Fostering Greater Trust in Local Government
From the onset of their book, Goldsmith and Crawford state that there has never been a greater need and opportunity to change the way city hall works than in the last century.
“Cities are facing more demands for services ever, and there are fewer resources to provide those services,” said Goldsmith. “Yet, at the same time, the technological breakthroughs are at a scale we did not even see 4 or 5 years ago. With the combination of the use of big data, wireless tools, and other technological changes such as cloud computing made available to local and state governments, there is an ability to transform services.”
Crawford reflected on the vast array of technologies available today and their affect at the city level.
“Very high capacity connections are coming into cities, which makes ubiquitous, wireless connectivity possible,” Crawford stated. “Smartphones are in almost every hand, and at the same time, we are learning how to use data effectively from disparate databases. Tie all of this together with algorithms and sensors, and we are able to lay an entire vibrant electronic world on top of the cities that people love.”
Crawford described their book as an optimistic approach to how data can empower leaders, give communities a sense of autonomy and agency in regards to their cities, and aid individuals working in government to be both more professional and have more discretion.
Goldsmith continued on this note, emphasizing how the book focuses on building trust in government and government services and cited Boston as an example.
“In Boston, you can report the pothole on your iPhone, the worker actually gets a copy of the picture and can apply his or her knowledge about how to resolve that problem, and the worker can then send an immediate response back to both the citizen who made the complains and to a tracking mechanism at City Hall,” Goldsmith explained.
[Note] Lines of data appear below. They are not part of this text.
//! The client gateway: the CLIENT listener and its per-connection
//! handlers.
//!
//! Every accepted connection is greeted with a basic response whose
//! success flag is the replica's current primacy; the client connector
//! reads this probe to find the primary. Handlers keep reading framed
//! requests even while not primary, answering each with the not-primary
//! refusal (the connector drops and re-searches anyway; keeping the
//! socket open is the documented choice).

use std::collections::HashMap;
use std::net::{TcpListener, TcpStream};
use std::sync::atomic::{AtomicU64, Ordering};
use std::sync::{Arc, Mutex};
use std::thread::{self, JoinHandle};
use std::time::Duration;

use crossbeam_channel::Sender;
use tracing::{debug, info, warn};

use palaver_config::ReplicaSpec;
use palaver_replica::{ClusterView, Shutdown};
use palaver_types::UserId;
use palaver_wire::{FrameReader, Request, Response, WireError, write_frame};

use crate::dispatch::Command;
use crate::error::ServerResult;

/// Handlers wake this often to honour the shutdown flag.
const READ_TIMEOUT: Duration = Duration::from_secs(1);

/// The not-primary refusal text, also used in the greeting.
pub const NOT_PRIMARY: &str = "Error: Not primary";

/// Connected client sockets, keyed by connection id, so the dispatcher
/// can route a response back to the socket its request arrived on.
pub struct ClientTable {
    next_id: AtomicU64,
    sockets: Mutex<HashMap<u64, Arc<Mutex<TcpStream>>>>,
}

impl ClientTable {
    pub fn new() -> Self {
        Self {
            next_id: AtomicU64::new(1),
            sockets: Mutex::new(HashMap::new()),
        }
    }

    fn register(&self, stream: TcpStream) -> u64 {
        let id = self.next_id.fetch_add(1, Ordering::Relaxed);
        self.sockets
            .lock()
            .expect("client-socket mutex poisoned")
            .insert(id, Arc::new(Mutex::new(stream)));
        id
    }

    fn deregister(&self, id: u64) {
        self.sockets
            .lock()
            .expect("client-socket mutex poisoned")
            .remove(&id);
    }

    /// Writes a response to the connection it belongs to. A vanished or
    /// broken socket is not an error: the client has moved on.
    pub fn respond(&self, id: u64, response: &Response) {
        let socket = {
            let sockets = self.sockets.lock().expect("client-socket mutex poisoned");
            sockets.get(&id).cloned()
        };
        let Some(socket) = socket else {
            debug!(conn = id, "client gone before response");
            return;
        };
        let line = match response.marshal() {
            Ok(line) => line,
            Err(err) => {
                warn!(conn = id, %err, "unmarshalable response dropped");
                return;
            }
        };
        let mut stream = socket.lock().expect("client stream mutex poisoned");
        if let Err(err) = write_frame(&mut *stream, &line) {
            warn!(conn = id, %err, "client write failed");
        }
    }
}

impl Default for ClientTable {
    fn default() -> Self {
        Self::new()
    }
}

/// Starts the CLIENT listener.
pub fn spawn(
    spec: &ReplicaSpec,
    view: Arc<ClusterView>,
    table: Arc<ClientTable>,
    commands: Sender<Command>,
    shutdown: Shutdown,
) -> ServerResult<JoinHandle<()>> {
    let listener = TcpListener::bind(spec.client_addr())?;
    listener.set_nonblocking(true)?;
    info!(replica = %spec.name, addr = %spec.client_addr(), "client gateway up");

    let handle = thread::Builder::new()
        .name("client-listen".into())
        .spawn(move || {
            while !shutdown.is_triggered() {
                match listener.accept() {
                    Ok((stream, addr)) => {
                        debug!(%addr, "client connected");
                        if let Err(err) =
                            admit(stream, &view, &table, &commands, &shutdown)
                        {
                            warn!(%addr, %err, "failed to admit client");
                        }
                    }
                    Err(ref e) if e.kind() == std::io::ErrorKind::WouldBlock => {
                        thread::sleep(Duration::from_millis(50));
                    }
                    Err(e) => {
                        warn!(%e, "client accept failed");
                        break;
                    }
                }
            }
        })?;
    Ok(handle)
}

/// Greets a fresh connection with the primacy probe and hands it to its
/// handler thread.
fn admit(
    stream: TcpStream,
    view: &Arc<ClusterView>,
    table: &Arc<ClientTable>,
    commands: &Sender<Command>,
    shutdown: &Shutdown,
) -> ServerResult<()> {
    stream.set_nonblocking(false)?;
    stream.set_read_timeout(Some(READ_TIMEOUT))?;

    let greeting = if view.is_primary() {
        Response::ok(UserId::unchecked(""))
    } else {
        Response::refusal(UserId::unchecked(""), NOT_PRIMARY)
    };
    let mut write_half = stream.try_clone()?;
    write_frame(&mut write_half, &greeting.marshal()?)?;

    let reader = FrameReader::new(stream);
    let conn_id = table.register(write_half);

    let view = Arc::clone(view);
    let table = Arc::clone(table);
    let commands = commands.clone();
    let shutdown = shutdown.clone();
    thread::Builder::new()
        .name(format!("client-conn-{conn_id}"))
        .spawn(move || {
            handle_client(conn_id, reader, &view, &table, &commands, &shutdown);
            table.deregister(conn_id);
        })?;
    Ok(())
}

fn handle_client(
    conn_id: u64,
    mut reader: FrameReader<TcpStream>,
    view: &ClusterView,
    table: &ClientTable,
    commands: &Sender<Command>,
    shutdown: &Shutdown,
) {
    loop {
        if shutdown.is_triggered() {
            return;
        }
        let line = match reader.read_frame() {
            Ok(Some(line)) => line,
            Ok(None) => {
                debug!(conn = conn_id, "client disconnected");
                return;
            }
            Err(WireError::Io(ref e)) if is_timeout(e) => continue,
            Err(err) => {
                debug!(conn = conn_id, %err, "client read failed");
                return;
            }
        };
        let request = match Request::unmarshal(&line) {
            Ok(request) => request,
            Err(err) => {
                // Codec failure closes the socket; the client is expected
                // to reconnect.
                warn!(conn = conn_id, %err, "malformed client record; closing");
                return;
            }
        };
        if !view.is_primary() {
            table.respond(
                conn_id,
                &Response::refusal(request.user().clone(), NOT_PRIMARY),
            );
            continue;
        }
        if commands
            .send(Command::Client { conn_id, request })
            .is_err()
        {
            return;
        }
    }
}

fn is_timeout(e: &std::io::Error) -> bool {
    matches!(
        e.kind(),
        std::io::ErrorKind::WouldBlock | std::io::ErrorKind::TimedOut
    )
}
How The Responsive City Applies to Federal Government
Crawford reflected on how starting at the city level can translate to the federal level.
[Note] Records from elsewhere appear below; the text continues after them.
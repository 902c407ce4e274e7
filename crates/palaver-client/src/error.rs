//! Client connector error types.

use palaver_wire::WireError;
use thiserror::Error;

/// Result type for client operations.
pub type ClientResult<T> = Result<T, ClientError>;

/// Errors surfaced to the embedding application. Transient transport
/// failures are absorbed by the connector's retry loop and never appear
/// here.
#[derive(Debug, Error)]
pub enum ClientError {
    /// A socket operation failed outside the retryable path.
    #[error("i/o error: {0}")]
    Io(#[from] std::io::Error),

    /// The request or a response could not be (un)marshalled. For
    /// requests this means the caller bypassed input validation.
    #[error("wire protocol error: {0}")]
    Wire(#[from] WireError),

    /// The configured number of search cycles elapsed without finding a
    /// primary.
    #[error("no primary found after {cycles} search cycles")]
    NoPrimary { cycles: u64 },

    /// The cluster refused the subscription.
    #[error("subscription refused: {0}")]
    SubscriptionRefused(String),

    /// A subscription was requested before any primary was found.
    #[error("not connected to a primary")]
    NotConnected,
}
“Cities can be more agile,” Crawford explained. “They have a type of sovereignty and directness that is difficult for the federal government to experience and act on. I think we are going to see cities lead and CIOs from cities jumping into the federal government. We will move first on the municipal level, and this transformation will happen later in the federal government. ”
Goldsmith spoke on big data at the federal level by focusing on the location of data.
“The first issue is can you locate a data analytic center or an initiative high enough in the agency or the government so that you can look horizontally at the data?” Goldsmith added. “The second issue is to connect that data.”
Goldsmith continued to address how their book is applicable to big data usage at all government levels. He mentioned the importance of joining the big data, open data and accountability and performance movements together while combining this with a leader of an agency at any level who understands the metrics used to measure available programs.
“The person who is actually conducting the data and information in an organized way needs to solve the problem more efficiently and in a more personalized way,” Goldsmith said. “This is what makes for good data management and what produces responsive governance at all levels.”
What People Can Take Away From The Responsive City
“We have the tools now to make government at all levels dramatically more effective,” said Goldsmith. “And to not explore leaves your citizens and governance in a really bad place.”
“At a time when trust in Congress is at an all-time low and people are voting at very low levels, there is actually cause for optimism,” Crawford added. “Our hope is that these transformations in government will permeate the entire fabric of civic life in America, making people feel a sense of connection with government, and feel that it is effective. This will make the country stronger as a whole.”